There are many different species of mint, but the one used most widely in Western cooking is spearmint (Mentha spicata). It is native to the Mediterranean area but is found in many other parts of Europe and in North America. The Oxford Companion to Food calls it "[v]ery widely cultivated and used ... 'the mint' of cooks, the one commonly used for mint sauce and for flavouring new potatoes and peas, in Arab mint tea, etc."

The Ancient Roman naturalist Pliny the Elder wrote that mint "stirs up the mind to a greedy taste in meat". The later Roman writer Apicius gave a recipe for mint sauce which he said complemented the flavours of roast lamb (or suckling kid). By the Middle Ages mint was commonly found in European medicinal and kitchen gardens, as well as growing wild.

On the origins of mint sauce, the food historian Dorothy Hartley wrote, "Most sheep had their lambs down in the warm valley grazing lands where the streams ran, and mint grew in abundance. Hence mint sauce with lamb." Mint sauce was being made in today’s England as early as the 3rd century, and the practice of serving it with lamb was well established in English cooking before the mid-18th century.

In the Middle Ages green sauces made with mint or other herbs were common in French and Italian cuisine, but their use declined as Europe entered the Modern Era.

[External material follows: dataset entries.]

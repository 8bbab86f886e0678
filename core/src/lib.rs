//! Core of the PR Pilot agent: configuration, language-model backends, the
//! tool registry and the agent that drives it.

pub mod agent;
pub mod config;
pub mod llm;
pub mod registry;
pub mod tools;

pub use agent::{AgentResult, Dispatcher, ReactAgent};
pub use config::{Config, ConfigError, ProviderConfig};
pub use llm::LanguageModel;
pub use registry::Registry;
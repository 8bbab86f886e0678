//! Zero-shot prompt for the reason/act loop.

use crate::registry::Registry;

const PREFIX: &str =
    "Answer the following questions as best you can. You have access to the following tools:";

const FORMAT_INSTRUCTIONS: &str = "Use the following format:

Question: the input question you must answer
Thought: you should always think about what to do
Action: the action to take, should be one of [{tool_names}]
Action Input: the input to the action
Observation: the result of the action
... (this Thought/Action/Action Input/Observation can repeat N times)
Thought: I now know the final answer
Final Answer: the final answer to the original input question";

const SUFFIX: &str = "Begin!

Question: {input}
Thought:{agent_scratchpad}";

/// Generation is cut here so the model never invents its own observations.
pub const STOP_SEQUENCES: [&str; 2] = ["\nObservation:", "\n\tObservation:"];

/// Render the full prompt for one step.
pub fn build_prompt(task: &str, registry: &Registry, scratchpad: &str) -> String {
    let tool_strings = registry
        .iter()
        .map(|t| format!("{}: {}", t.name(), t.description()))
        .collect::<Vec<_>>()
        .join("\n");
    let format_instructions =
        FORMAT_INSTRUCTIONS.replace("{tool_names}", &registry.names().join(", "));
    let suffix = SUFFIX
        .replace("{agent_scratchpad}", scratchpad)
        .replacen("{input}", task, 1);

    format!("{PREFIX}\n\n{tool_strings}\n\n{format_instructions}\n\n{suffix}")
}

/// Append one finished step to the scratchpad.
pub fn record_step(scratchpad: &mut String, log: &str, observation: &str) {
    scratchpad.push_str(log);
    scratchpad.push_str("\nObservation: ");
    scratchpad.push_str(observation);
    scratchpad.push_str("\nThought:");
}

#[cfg(test)]
mod tests {
    use super::*;
    use crate::tools::{SuggestPrTemplate, Tool};
    use std::sync::Arc;

    fn registry() -> Registry {
        let tools: Vec<Arc<dyn Tool>> = vec![Arc::new(SuggestPrTemplate)];
        Registry::new(tools).unwrap()
    }

    #[test]
    fn lists_tools_and_question() {
        let prompt = build_prompt("label docs/a.md", &registry(), "");
        assert!(prompt.starts_with(PREFIX));
        assert!(prompt.contains("\n\nSuggestPRTemplate: Suggest a PR label based on changed files\n\n"));
        assert!(prompt.contains("should be one of [SuggestPRTemplate]"));
        assert!(prompt.ends_with("Question: label docs/a.md\nThought:"));
    }

    #[test]
    fn scratchpad_is_appended() {
        let mut pad = String::new();
        record_step(&mut pad, " x\nAction: A\nAction Input: b", "c");
        assert_eq!(pad, " x\nAction: A\nAction Input: b\nObservation: c\nThought:");

        let prompt = build_prompt("q", &registry(), &pad);
        assert!(prompt.ends_with("Thought: x\nAction: A\nAction Input: b\nObservation: c\nThought:"));
    }

    #[test]
    fn task_text_is_not_reinterpreted() {
        let prompt = build_prompt("what is {agent_scratchpad}?", &registry(), "");
        assert!(prompt.ends_with("Question: what is {agent_scratchpad}?\nThought:"));
    }
}
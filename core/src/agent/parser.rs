//! Turns raw model text into the next agent step.

use regex::Regex;
use std::sync::LazyLock;
use thiserror::Error;

const FINAL_ANSWER: &str = "Final Answer:";

static ACTION: LazyLock<Regex> = LazyLock::new(|| {
    Regex::new(r"(?s)Action\s*\d*\s*:[\s]*(.*?)[\s]*Action\s*\d*\s*Input\s*\d*\s*:[\s]*(.*)")
        .expect("valid action regex")
});
static ACTION_ONLY: LazyLock<Regex> =
    LazyLock::new(|| Regex::new(r"(?s)Action\s*\d*\s*:").expect("valid action regex"));
static INPUT_ONLY: LazyLock<Regex> =
    LazyLock::new(|| Regex::new(r"(?s)Action\s*\d*\s*Input\s*\d*\s*:").expect("valid input regex"));

#[derive(Debug, Error, PartialEq, Eq)]
pub enum AgentError {
    #[error("Parsing LLM output produced both a final answer and a parse-able action: {0}")]
    AnswerAndAction(String),

    #[error("Invalid Format: Missing 'Action:' after 'Thought:' in `{0}`")]
    MissingAction(String),

    #[error("Invalid Format: Missing 'Action Input:' after 'Action:' in `{0}`")]
    MissingActionInput(String),
}

#[derive(Debug, Clone, PartialEq, Eq)]
pub enum AgentStep {
    /// Call `tool` with `input`. `log` is the model text that asked for it.
    Act { tool: String, input: String, log: String },
    Finish { output: String, log: String },
}

pub fn parse(text: &str) -> Result<AgentStep, AgentError> {
    let has_answer = text.contains(FINAL_ANSWER);

    if let Some(caps) = ACTION.captures(text) {
        if let Some(answer_at) = text.find(FINAL_ANSWER) {
            // An answer written before a trailing, made-up action still wins.
            let action_at = caps.get(0).map_or(0, |m| m.start());
            if answer_at >= action_at {
                return Err(AgentError::AnswerAndAction(text.to_string()));
            }
            let rest = &text[answer_at + FINAL_ANSWER.len()..];
            let output = rest.split("\n\n").next().unwrap_or_default().trim();
            return Ok(AgentStep::Finish {
                output: output.to_string(),
                log: text.to_string(),
            });
        }
        let tool = caps[1].trim().to_string();
        // Only spaces are stripped; anything else the model wrote is kept.
        let input = caps[2].trim_matches(' ').trim_matches('"').to_string();
        return Ok(AgentStep::Act {
            tool,
            input,
            log: text.to_string(),
        });
    }

    if has_answer {
        let output = text.rsplit(FINAL_ANSWER).next().unwrap_or_default().trim();
        return Ok(AgentStep::Finish {
            output: output.to_string(),
            log: text.to_string(),
        });
    }

    if !ACTION_ONLY.is_match(text) {
        Err(AgentError::MissingAction(text.to_string()))
    } else if !INPUT_ONLY.is_match(text) {
        Err(AgentError::MissingActionInput(text.to_string()))
    } else {
        // Input label before the action label.
        Err(AgentError::MissingAction(text.to_string()))
    }
}

#[cfg(test)]
mod tests {
    use super::*;

    #[test]
    fn parses_action() {
        let text = " I should label this.\nAction: SuggestPRTemplate\nAction Input: \"docs/readme.md\"";
        assert_eq!(
            parse(text).unwrap(),
            AgentStep::Act {
                tool: "SuggestPRTemplate".to_string(),
                input: "docs/readme.md".to_string(),
                log: text.to_string(),
            }
        );
    }

    #[test]
    fn numbered_action_labels() {
        let step = parse("Action 1: NotifySlack\nAction 1 Input: hi team").unwrap();
        match step {
            AgentStep::Act { tool, input, .. } => {
                assert_eq!(tool, "NotifySlack");
                assert_eq!(input, "hi team");
            }
            other => panic!("unexpected {:?}", other),
        }
    }

    #[test]
    fn multiline_input_is_kept() {
        let step = parse("Action: SummarizePR\nAction Input: line one\nline two").unwrap();
        match step {
            AgentStep::Act { input, .. } => assert_eq!(input, "line one\nline two"),
            other => panic!("unexpected {:?}", other),
        }
    }

    #[test]
    fn parses_final_answer() {
        let text = " I now know the final answer\nFinal Answer: 📄 Documentation Update ";
        assert_eq!(
            parse(text).unwrap(),
            AgentStep::Finish {
                output: "📄 Documentation Update".to_string(),
                log: text.to_string(),
            }
        );
    }

    #[test]
    fn input_keeps_newlines() {
        let step = parse("Action: SummarizePR\nAction Input:  \"Adds login\"  \n").unwrap();
        match step {
            AgentStep::Act { input, .. } => assert_eq!(input, "Adds login\"  \n"),
            other => panic!("unexpected {:?}", other),
        }
    }

    #[test]
    fn answer_before_stray_action_finishes() {
        let text = " I know it.\nFinal Answer: 📄 Documentation Update\n\nThought: also\nAction: NotifySlack\nAction Input: hi";
        assert_eq!(
            parse(text).unwrap(),
            AgentStep::Finish {
                output: "📄 Documentation Update".to_string(),
                log: text.to_string(),
            }
        );

        // No blank line after the answer: everything up to the end is kept.
        let step = parse("Final Answer: done Action: NotifySlack Action Input: hi").unwrap();
        match step {
            AgentStep::Finish { output, .. } => {
                assert_eq!(output, "done Action: NotifySlack Action Input: hi")
            }
            other => panic!("unexpected {:?}", other),
        }
    }

    #[test]
    fn answer_and_action_is_an_error() {
        let text = "Action: NotifySlack\nAction Input: hi\nFinal Answer: done";
        assert!(matches!(parse(text), Err(AgentError::AnswerAndAction(_))));
    }

    #[test]
    fn missing_parts_are_errors() {
        assert!(matches!(
            parse("I am not sure what to do."),
            Err(AgentError::MissingAction(_))
        ));
        assert!(matches!(
            parse("Action: NotifySlack"),
            Err(AgentError::MissingActionInput(_))
        ));
    }
}
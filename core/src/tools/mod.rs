//! The tools the agent can call.
//!
//! Every tool takes one string and returns one string, which is what the
//! zero-shot agent format (`Action Input:` / `Observation:`) can carry.

mod classifier;
mod notifier;
mod summarizer;

pub use classifier::{suggest_pr_template, SuggestPrTemplate, LABEL_DOCS, LABEL_FEATURE, LABEL_TESTS};
pub use notifier::{NotifySlack, NOT_CONFIGURED};
pub use summarizer::{render_prompt, SummarizePr};

use anyhow::Result;
use async_trait::async_trait;

/// A named capability the agent may invoke.
#[async_trait]
pub trait Tool: Send + Sync {
    /// Identifier the model writes after `Action:`.
    fn name(&self) -> &str;

    /// Natural-language hint the model uses to decide when to call the tool.
    fn description(&self) -> &str;

    async fn invoke(&self, input: &str) -> Result<String>;
}
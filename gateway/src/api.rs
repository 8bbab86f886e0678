use axum::{
    http::StatusCode,
    response::{IntoResponse, Response},
    Json,
};
use prpilot_core::AgentResult;
use serde::{Deserialize, Serialize};
use serde_json::json;
use tracing::error;

// Input: What the user sends us
#[derive(Debug, Deserialize)]
pub struct AgentRequest {
    pub task: String, // What do they want done?
}

// Output: What we send back
#[derive(Debug, Serialize, Deserialize)]
pub struct AgentResponse {
    pub result: AgentResult,
}

/// Any failure below the handler; surfaces as a plain 500.
#[derive(Debug)]
pub struct ApiError(anyhow::Error);

impl<E> From<E> for ApiError
where
    E: Into<anyhow::Error>,
{
    fn from(err: E) -> Self {
        Self(err.into())
    }
}

impl IntoResponse for ApiError {
    fn into_response(self) -> Response {
        error!("Agent run failed: {:#}", self.0);
        (
            StatusCode::INTERNAL_SERVER_ERROR,
            Json(json!({ "error": format!("{:#}", self.0) })),
        )
            .into_response()
    }
}
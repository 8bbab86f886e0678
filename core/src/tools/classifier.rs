use anyhow::Result;
use async_trait::async_trait;

use super::Tool;

pub const LABEL_DOCS: &str = "📄 Documentation Update";
pub const LABEL_TESTS: &str = "🧪 Test Improvements";
pub const LABEL_FEATURE: &str = "✨ Feature Implementation";

/// Pick a PR label from a free-form list of changed paths. `docs/` wins over
/// `test/`; anything else is a feature.
pub fn suggest_pr_template(changed_files: &str) -> &'static str {
    if changed_files.contains("docs/") {
        LABEL_DOCS
    } else if changed_files.contains("test/") {
        LABEL_TESTS
    } else {
        LABEL_FEATURE
    }
}

pub struct SuggestPrTemplate;

#[async_trait]
impl Tool for SuggestPrTemplate {
    fn name(&self) -> &str {
        "SuggestPRTemplate"
    }

    fn description(&self) -> &str {
        "Suggest a PR label based on changed files"
    }

    async fn invoke(&self, input: &str) -> Result<String> {
        Ok(suggest_pr_template(input).to_string())
    }
}
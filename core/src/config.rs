//! Process configuration, read once at startup.
//!
//! Values come from the environment, after a `.env` file (if any) has been
//! loaded:
//! - `LLM_PROVIDER` - `openai` (default) or `ollama`.
//! - `OPENAI_API_KEY` - Required when the provider is `openai`.
//! - `OPENAI_MODEL` - Chat model. Defaults to `gpt-4o`.
//! - `OLLAMA_BASE_URL` - Defaults to `http://localhost:11434`.
//! - `OLLAMA_MODEL` - Defaults to `llama3`.
//! - `SLACK_WEBHOOK_URL` - Optional. The notifier is a no-op without it.
//! - `GATEWAY_ADDR` - Listen address. Defaults to `0.0.0.0:3000`.
//! - `AGENT_MAX_ITERATIONS` - Agent step limit. Defaults to `15`.

use thiserror::Error;
use tracing::warn;

pub const DEFAULT_OPENAI_MODEL: &str = "gpt-4o";
pub const DEFAULT_OLLAMA_BASE_URL: &str = "http://localhost:11434";
pub const DEFAULT_OLLAMA_MODEL: &str = "llama3";
pub const DEFAULT_GATEWAY_ADDR: &str = "0.0.0.0:3000";
pub const DEFAULT_MAX_ITERATIONS: usize = 15;

#[derive(Debug, Error, PartialEq, Eq)]
pub enum ConfigError {
    #[error("Missing required environment variable: {0}")]
    MissingEnvVar(String),

    #[error("Invalid value for {0}: {1}")]
    InvalidValue(String, String),
}

/// Which language model backs the agent and the summarizer.
#[derive(Debug, Clone, PartialEq, Eq)]
pub enum ProviderConfig {
    OpenAi { api_key: String, model: String },
    Ollama { base_url: String, model: String },
}

impl ProviderConfig {
    pub fn name(&self) -> &'static str {
        match self {
            ProviderConfig::OpenAi { .. } => "openai",
            ProviderConfig::Ollama { .. } => "ollama",
        }
    }

    pub fn model(&self) -> &str {
        match self {
            ProviderConfig::OpenAi { model, .. } | ProviderConfig::Ollama { model, .. } => model,
        }
    }
}

#[derive(Debug, Clone)]
pub struct Config {
    pub provider: ProviderConfig,

    /// Slack incoming-webhook URL. `None` is a valid state.
    pub slack_webhook_url: Option<String>,

    pub bind_addr: String,

    /// Maximum think/act steps before the agent gives up.
    pub max_iterations: usize,
}

impl Config {
    /// Load `.env` (if present) and read the process environment.
    pub fn from_env() -> Result<Self, ConfigError> {
        dotenvy::dotenv().ok();
        Self::from_lookup(|key| std::env::var(key).ok())
    }

    /// Build a config from any key lookup. Empty values count as unset.
    pub fn from_lookup<F>(lookup: F) -> Result<Self, ConfigError>
    where
        F: Fn(&str) -> Option<String>,
    {
        let get = |key: &str| lookup(key).filter(|v| !v.trim().is_empty());

        let provider_name = get("LLM_PROVIDER")
            .unwrap_or_else(|| "openai".to_string())
            .to_lowercase();

        let provider = match provider_name.as_str() {
            "ollama" => ProviderConfig::Ollama {
                base_url: get("OLLAMA_BASE_URL")
                    .unwrap_or_else(|| DEFAULT_OLLAMA_BASE_URL.to_string()),
                model: get("OLLAMA_MODEL").unwrap_or_else(|| DEFAULT_OLLAMA_MODEL.to_string()),
            },
            other => {
                if other != "openai" {
                    warn!("Unknown LLM_PROVIDER '{}', falling back to openai", other);
                }
                ProviderConfig::OpenAi {
                    api_key: get("OPENAI_API_KEY")
                        .ok_or_else(|| ConfigError::MissingEnvVar("OPENAI_API_KEY".to_string()))?,
                    model: get("OPENAI_MODEL").unwrap_or_else(|| DEFAULT_OPENAI_MODEL.to_string()),
                }
            }
        };

        let max_iterations = match get("AGENT_MAX_ITERATIONS") {
            Some(raw) => match raw.trim().parse::<usize>() {
                Ok(n) if n > 0 => n,
                _ => {
                    return Err(ConfigError::InvalidValue(
                        "AGENT_MAX_ITERATIONS".to_string(),
                        raw,
                    ))
                }
            },
            None => DEFAULT_MAX_ITERATIONS,
        };

        Ok(Self {
            provider,
            slack_webhook_url: get("SLACK_WEBHOOK_URL"),
            bind_addr: get("GATEWAY_ADDR").unwrap_or_else(|| DEFAULT_GATEWAY_ADDR.to_string()),
            max_iterations,
        })
    }
}
use anyhow::Result;
use std::collections::HashSet;
use std::sync::Arc;

use crate::config::Config;
use crate::llm::LanguageModel;
use crate::tools::{NotifySlack, SuggestPrTemplate, SummarizePr, Tool};

/// The fixed, ordered set of tools offered to the agent.
#[derive(Clone)]
pub struct Registry {
    tools: Vec<Arc<dyn Tool>>,
}

impl Registry {
    /// Tool names must be unique; order is kept as given.
    pub fn new(tools: Vec<Arc<dyn Tool>>) -> Result<Self> {
        let mut seen = HashSet::new();
        for tool in &tools {
            if !seen.insert(tool.name().to_string()) {
                anyhow::bail!("Tool '{}' registered twice", tool.name());
            }
        }
        Ok(Self { tools })
    }

    /// PR label suggestion, Slack notification and PR summarization.
    pub fn standard(config: &Config, http: reqwest::Client, model: Arc<dyn LanguageModel>) -> Self {
        Self {
            tools: vec![
                Arc::new(SuggestPrTemplate),
                Arc::new(NotifySlack::new(http, config.slack_webhook_url.clone())),
                Arc::new(SummarizePr::new(model)),
            ],
        }
    }

    pub fn find(&self, name: &str) -> Option<&Arc<dyn Tool>> {
        self.tools.iter().find(|t| t.name() == name)
    }

    pub fn iter(&self) -> impl Iterator<Item = &Arc<dyn Tool>> {
        self.tools.iter()
    }

    pub fn names(&self) -> Vec<&str> {
        self.tools.iter().map(|t| t.name()).collect()
    }

    pub fn len(&self) -> usize {
        self.tools.len()
    }

    pub fn is_empty(&self) -> bool {
        self.tools.is_empty()
    }
}
use anyhow::Result;
use async_trait::async_trait;
use std::sync::Arc;

use super::Tool;
use crate::llm::LanguageModel;

const TEMPLATE: &str = r#"
Summarize this pull request for Slack:
- Use bullet points
- Add emojis where appropriate
- Keep it under 5 lines

Pull Request Content:
{content}
"#;

pub fn render_prompt(content: &str) -> String {
    TEMPLATE.replace("{content}", content)
}

/// Asks the model for a short Slack-ready summary. The line limit lives in
/// the prompt only; the reply is passed through untouched.
pub struct SummarizePr {
    model: Arc<dyn LanguageModel>,
}

impl SummarizePr {
    pub fn new(model: Arc<dyn LanguageModel>) -> Self {
        Self { model }
    }
}

#[async_trait]
impl Tool for SummarizePr {
    fn name(&self) -> &str {
        "SummarizePR"
    }

    fn description(&self) -> &str {
        "Summarize a pull request for Slack"
    }

    async fn invoke(&self, input: &str) -> Result<String> {
        self.model.complete(&render_prompt(input), &[]).await
    }
}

Louis Eustache Ude commented in an 1816 recipe for roast lamb, "In France we serve it up with maître d'hôtel but in England you send up with gravy under it, and in a sauceboat mint-sauce with sugar and vinegar. Marcel Boulestin wrote in 1936, "I think I am one of the very few French people who genuinely like mint sauce", and he reported his father's view: "'Do you mean to say that they really eat mint with lamb? ... What a funny country'".

==Ingredients==
According to Florence Jack in her 1914 Cookery for Every Household, mint sauce contains chopped fresh mint, brown sugar, and malt vinegar, mixed with boiling water and left to stand for several hours before serving. In Spices, Salt and Aromatics in the English Kitchen (1970) Elizabeth David broadly agreed with Jack's recipe, but recommended using white wine vinegar as "less savage". In her Book of Mint (1993) Jackie French concurs with David, but suggests letting the cooked sauce stand for at least a day and preferably a month. Some earlier recipes left the mixture unboiled and did not let it stand. David commented that letting the finished sauce stand was, together with the use of brown sugar, the reason why Jack's sauce was superior to "the routine English one".

==Variations==

Mint sauces may include fruits in their preparation, such as raspberries.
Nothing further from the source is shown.